I built a disjoint-set data structure for use with Kruskal's MST algorithm. I need to load and then union a graph with 200k interconnected nodes and I think my data structure implementation is a bottleneck.
Do you have an suggestions for how to improve performance? I think my find method might be problematic.
class partition(object):
def __init__(self, element=None):
self.size = 0
if element == None:
self.contents = set()
self.representative = None
else:
self.contents = {element}
self.representative = element
self.size = 1
def find(self, element):
return element in self.contents
def add(self, partition):
self.contents = self.contents.union(partition)

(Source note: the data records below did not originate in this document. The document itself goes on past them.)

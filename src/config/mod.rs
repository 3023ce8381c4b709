//! Node configuration
//!
//! A node is configured from a YAML file:
//!
//! ```yaml
//! node:
//!   id: node-a
//!   listen: 0.0.0.0:4300
//!   advertise: 10.0.0.1:4300
//! peers:
//!   - id: node-b
//!     address: 10.0.0.2:4300
//! query_timeout_secs: 5
//! snapshot_interval_secs: 10
//! max_service_memory_mb: 8192
//! ```
//!
//! Every field is optional; a missing `node.id` falls back to the host name.

use std::collections::HashSet;
use std::net::SocketAddr;
use std::path::{Path, PathBuf};
use std::time::Duration;

use serde::{Deserialize, Serialize};
use thiserror::Error;

use crate::cluster::{NodeIdentity, CLUSTER_PORT};

/// Default query timeout in seconds
pub const DEFAULT_QUERY_TIMEOUT_SECS: u64 = 5;

/// Default snapshot interval in seconds
pub const DEFAULT_SNAPSHOT_INTERVAL_SECS: u64 = 10;

/// Default config file location: ~/.cloudmesh/node.yaml
pub fn default_config_path() -> PathBuf {
    dirs::home_dir()
        .unwrap_or_else(|| PathBuf::from("."))
        .join(".cloudmesh")
        .join("node.yaml")
}

/// Errors that can occur while loading node configuration
#[derive(Error, Debug)]
pub enum ConfigError {
    #[error("Config file not found: {0}")]
    NotFound(PathBuf),

    #[error("Failed to parse config: {0}")]
    Parse(String),

    #[error("Invalid config: {0}")]
    Validation(String),

    #[error("Failed to write config: {0}")]
    Write(String),

    #[error("IO error: {0}")]
    Io(#[from] std::io::Error),
}

/// The local node
#[derive(Debug, Clone, PartialEq, Serialize, Deserialize)]
pub struct NodeSection {
    /// Unique node id; defaults to the host name
    #[serde(default = "default_node_id")]
    pub id: String,

    /// Address to accept cluster connections on
    #[serde(default = "default_listen")]
    pub listen: String,

    /// Address peers should use to reach us, when it differs from `listen`
    #[serde(default, skip_serializing_if = "Option::is_none")]
    pub advertise: Option<String>,
}

impl Default for NodeSection {
    fn default() -> Self {
        Self {
            id: default_node_id(),
            listen: default_listen(),
            advertise: None,
        }
    }
}

/// A peer to connect to
#[derive(Debug, Clone, PartialEq, Eq, Serialize, Deserialize)]
pub struct PeerConfig {
    pub id: String,
    pub address: String,
}

/// Configuration of one cluster node
#[derive(Debug, Clone, PartialEq, Serialize, Deserialize)]
pub struct NodeConfig {
    #[serde(default)]
    pub node: NodeSection,

    #[serde(default)]
    pub peers: Vec<PeerConfig>,

    #[serde(default = "default_query_timeout_secs")]
    pub query_timeout_secs: u64,

    #[serde(default = "default_snapshot_interval_secs")]
    pub snapshot_interval_secs: u64,

    /// Memory budget for services; defaults to the machine's total memory
    #[serde(default, skip_serializing_if = "Option::is_none")]
    pub max_service_memory_mb: Option<u64>,
}

impl Default for NodeConfig {
    fn default() -> Self {
        Self {
            node: NodeSection::default(),
            peers: vec![],
            query_timeout_secs: DEFAULT_QUERY_TIMEOUT_SECS,
            snapshot_interval_secs: DEFAULT_SNAPSHOT_INTERVAL_SECS,
            max_service_memory_mb: None,
        }
    }
}

impl NodeConfig {
    /// Identity this node announces to its peers
    pub fn identity(&self) -> NodeIdentity {
        let address = self
            .node
            .advertise
            .clone()
            .unwrap_or_else(|| self.node.listen.clone());
        NodeIdentity::new(self.node.id.clone(), address)
    }

    pub fn peer_identities(&self) -> Vec<NodeIdentity> {
        self.peers
            .iter()
            .map(|p| NodeIdentity::new(p.id.clone(), p.address.clone()))
            .collect()
    }

    pub fn query_timeout(&self) -> Duration {
        Duration::from_secs(self.query_timeout_secs)
    }

    pub fn snapshot_interval(&self) -> Duration {
        Duration::from_secs(self.snapshot_interval_secs)
    }
}

fn default_node_id() -> String {
    hostname::get()
        .ok()
        .and_then(|h| h.into_string().ok())
        .filter(|h| !h.trim().is_empty())
        .unwrap_or_else(|| "localhost".to_string())
}

fn default_listen() -> String {
    format!("0.0.0.0:{}", CLUSTER_PORT)
}

fn default_query_timeout_secs() -> u64 {
    DEFAULT_QUERY_TIMEOUT_SECS
}

fn default_snapshot_interval_secs() -> u64 {
    DEFAULT_SNAPSHOT_INTERVAL_SECS
}

// ============================================================================
// SBIO: Pure business logic (no I/O)
// ============================================================================

/// Parse and validate a node config from YAML
pub fn parse_node_config(content: &str) -> Result<NodeConfig, ConfigError> {
    let config: NodeConfig =
        serde_yaml::from_str(content).map_err(|e| ConfigError::Parse(e.to_string()))?;
    validate_node_config(&config)?;
    Ok(config)
}

/// Serialize a node config to YAML
pub fn serialize_node_config(config: &NodeConfig) -> Result<String, ConfigError> {
    serde_yaml::to_string(config).map_err(|e| ConfigError::Write(e.to_string()))
}

/// Check a node config for mistakes that would break the cluster
pub fn validate_node_config(config: &NodeConfig) -> Result<(), ConfigError> {
    if config.node.id.trim().is_empty() {
        return Err(ConfigError::Validation("node.id must not be empty".to_string()));
    }
    if config.node.listen.parse::<SocketAddr>().is_err() {
        return Err(ConfigError::Validation(format!(
            "node.listen '{}' is not a socket address",
            config.node.listen
        )));
    }
    if config.query_timeout_secs == 0 {
        return Err(ConfigError::Validation(
            "query_timeout_secs must be greater than zero".to_string(),
        ));
    }
    if config.snapshot_interval_secs == 0 {
        return Err(ConfigError::Validation(
            "snapshot_interval_secs must be greater than zero".to_string(),
        ));
    }

    let mut seen = HashSet::new();
    for peer in &config.peers {
        if peer.id.trim().is_empty() || peer.address.trim().is_empty() {
            return Err(ConfigError::Validation(
                "peers need both an id and an address".to_string(),
            ));
        }
        if peer.id == config.node.id {
            return Err(ConfigError::Validation(format!(
                "peer '{}' has the same id as this node",
                peer.id
            )));
        }
        if !seen.insert(peer.id.as_str()) {
            return Err(ConfigError::Validation(format!(
                "peer '{}' is listed twice",
                peer.id
            )));
        }
    }
    Ok(())
}

// ============================================================================
// I/O boundary functions
// ============================================================================

/// Load a node config from a file that must exist
pub fn load_node_config(path: &Path) -> Result<NodeConfig, ConfigError> {
    if !path.exists() {
        return Err(ConfigError::NotFound(path.to_path_buf()));
    }
    let content = std::fs::read_to_string(path)?;
    parse_node_config(&content)
}

/// Load a node config, falling back to defaults when the file is missing
pub fn load_node_config_or_default(path: &Path) -> Result<NodeConfig, ConfigError> {
    match load_node_config(path) {
        Err(ConfigError::NotFound(_)) => Ok(NodeConfig::default()),
        other => other,
    }
}

/// Write a node config, creating parent directories
pub fn save_node_config(config: &NodeConfig, path: &Path) -> Result<(), ConfigError> {
    if let Some(parent) = path.parent() {
        std::fs::create_dir_all(parent)?;
    }
    let content = serialize_node_config(config)?;
    std::fs::write(path, content)?;
    Ok(())
}
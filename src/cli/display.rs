//! Display formatting for CLI output
//!
//! SBIO pattern: Pure functions that format data for display

use std::path::Path;
use std::sync::Arc;

use crate::cluster::ClusterNode;
use crate::config::{NodeConfig, PeerConfig};

/// Format a table with upper-cased headers and padded columns
pub fn format_table(headers: &[&str], rows: Vec<Vec<String>>) -> String {
    if rows.is_empty() {
        return "No nodes found.\n".to_string();
    }

    let mut widths: Vec<usize> = headers.iter().map(|h| h.len()).collect();
    for row in &rows {
        for (width, cell) in widths.iter_mut().zip(row) {
            *width = (*width).max(cell.len());
        }
    }

    let mut output = String::new();
    let header_row: Vec<String> = headers.iter().map(|h| h.to_uppercase()).collect();
    for row in std::iter::once(header_row).chain(rows) {
        let cells: Vec<String> = row
            .iter()
            .zip(&widths)
            .map(|(cell, width)| format!("{:width$}", cell, width = *width))
            .collect();
        output.push_str(cells.join("   ").trim_end());
        output.push('\n');
    }
    output
}

/// Format the known nodes of a registry, marking the head
pub fn format_node_table(nodes: &[Arc<ClusterNode>], head_id: &str) -> String {
    let rows = nodes
        .iter()
        .map(|node| {
            let (memory, cpu) = match &node.snapshot {
                Some(s) if s.cpu_known() => (
                    format!("{}/{} MB", s.used_memory_mb, s.max_memory_mb),
                    format!("{:.1}%", s.system_cpu_usage),
                ),
                Some(s) => (
                    format!("{}/{} MB", s.used_memory_mb, s.max_memory_mb),
                    "-".to_string(),
                ),
                None => ("-".to_string(), "-".to_string()),
            };
            vec![
                node.id().to_string(),
                node.identity.address.clone(),
                if node.available { "Up" } else { "Down" }.to_string(),
                if node.id() == head_id { "head" } else { "" }.to_string(),
                memory,
                cpu,
            ]
        })
        .collect();

    format_table(&["id", "address", "status", "role", "memory", "cpu"], rows)
}

/// Format the dry-run output for `serve --dry-run`
pub fn format_dry_run(config: &NodeConfig, config_path: &Path, memory_mb: u64) -> String {
    let mut output = String::new();

    output.push_str(&format!(
        "cloudmesh v{} - Dry Run Mode\n\n",
        env!("CARGO_PKG_VERSION")
    ));
    output.push_str(&format!("Config: {}\n\n", config_path.display()));

    let identity = config.identity();
    output.push_str("Node:\n");
    output.push_str(&format!("  id:        {}\n", identity.id));
    output.push_str(&format!("  listen:    {}\n", config.node.listen));
    output.push_str(&format!("  advertise: {}\n", identity.address));
    output.push_str(&format!("  memory:    {} MB for services\n", memory_mb));
    output.push_str(&format!(
        "  timeouts:  query {}s, snapshot every {}s\n\n",
        config.query_timeout_secs, config.snapshot_interval_secs
    ));

    output.push_str(&format!("Peers ({}):\n", config.peers.len()));
    for peer in &config.peers {
        output.push_str(&format!("  - {} @ {}\n", peer.id, peer.address));
    }

    // Head as it will be once every configured peer is connected
    let head = config
        .peers
        .iter()
        .map(|p| p.id.as_str())
        .chain(std::iter::once(identity.id.as_str()))
        .min()
        .unwrap_or(identity.id.as_str());
    output.push_str(&format!("\nHead when all peers are up: {}\n", head));

    output
}

/// Parse a `--peer ID=ADDRESS` argument
pub fn parse_peer_arg(arg: &str) -> Result<PeerConfig, String> {
    match arg.split_once('=') {
        Some((id, address)) if !id.trim().is_empty() && !address.trim().is_empty() => {
            Ok(PeerConfig {
                id: id.trim().to_string(),
                address: address.trim().to_string(),
            })
        }
        _ => Err(format!("Invalid peer '{}', expected ID=ADDRESS", arg)),
    }
}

self.size = len(self.contents)
def show(self):
return self.contents
def __repr__(self):
return str(self.contents)
class disjoint_set(object):
def __init__(self):
self.partitions_count = 0
self.forest = {}
def make_set(self, element):
if self.find(element) == False:
new_partition = partition(element)
self.forest[new_partition.representative] = new_partition
self.partitions_count += 1
def union(self, x, y):
if x != y:
if self.forest[x].size < self.forest[y].size:
self.forest[y].add(self.forest[x].show())
self.delete(x)
else:
self.forest[x].add(self.forest[y].show())
self.delete(y)
def find(self, element):
for partition in self.forest.keys():
if self.forest[partition].find(element):
return self.forest[partition].representative
return False
def delete(self, partition):
del self.forest[partition]
self.partitions_count -= 1
if __name__ == '__main__':
t = disjoint_set()
t.make_set(1)
t.make_set(2)
t.make_set(3)
print("Create 3 singleton partitions:")
print(t.partitions_count)
print(t.forest)
print("Union two into a single partition:")
t.union(1,2)
print(t.forest)
print(t.partitions_count)
EDIT:
After reading the comments and doing additional research I realized how poorly designed my original algorithm was. I started over from scratch and put this together. I put all the partitions into a single hash table and used path compression in the find(). How does this look and are there any glaring problems I should address?
class disjoint_set(object):
def __init__(self):
self.partitions_count = 0
self.size = {}
self.parent = {}
def make_set(self, element):
if self.find(element) == False:
self.parent[element] = element
self.size[element] = 1
self.partitions_count += 1
def union(self, x, y):
xParent = self.find(x)
yParent = self.find(y)
if xParent != yParent:
if self.size[xParent] < self.size[yParent]:
self.parent[xParent] = yParent
self.size[yParent] += self.size[xParent]
self.partitions_count -= 1
else:
self.parent[yParent] = xParent
self.size[xParent] += self.size[yParent]
self.partitions_count -= 1
def find(self, element):
if element in self.parent:
if element == self.parent[element]:
return element
root = self.parent[element]
while self.parent[root] != root:
root = self.find(self.parent[root])
self.parent[element] = root
return root
return False
if __name__ == '__main__':
t = disjoint_set()
t.make_set(1)
t.make_set(2)
t.make_set(3)
t.make_set(4)
t.make_set(5)
print("Create 5 singleton partitions")
print(t.partitions_count)
print("Union two singletons into a single partition")
t.union(1,2)
print("Union three singletones into a single partition")
t.union(3,4)
t.union(5,4)
print("Union a single partition")
t.union(2,4)
print("Parent List: %s" % t.parent)
print("Partition Count: %s" % t.partitions_count)
print("Parent of element 2: %s" % t.find(2))
print("Parent List: %s" % t.parent)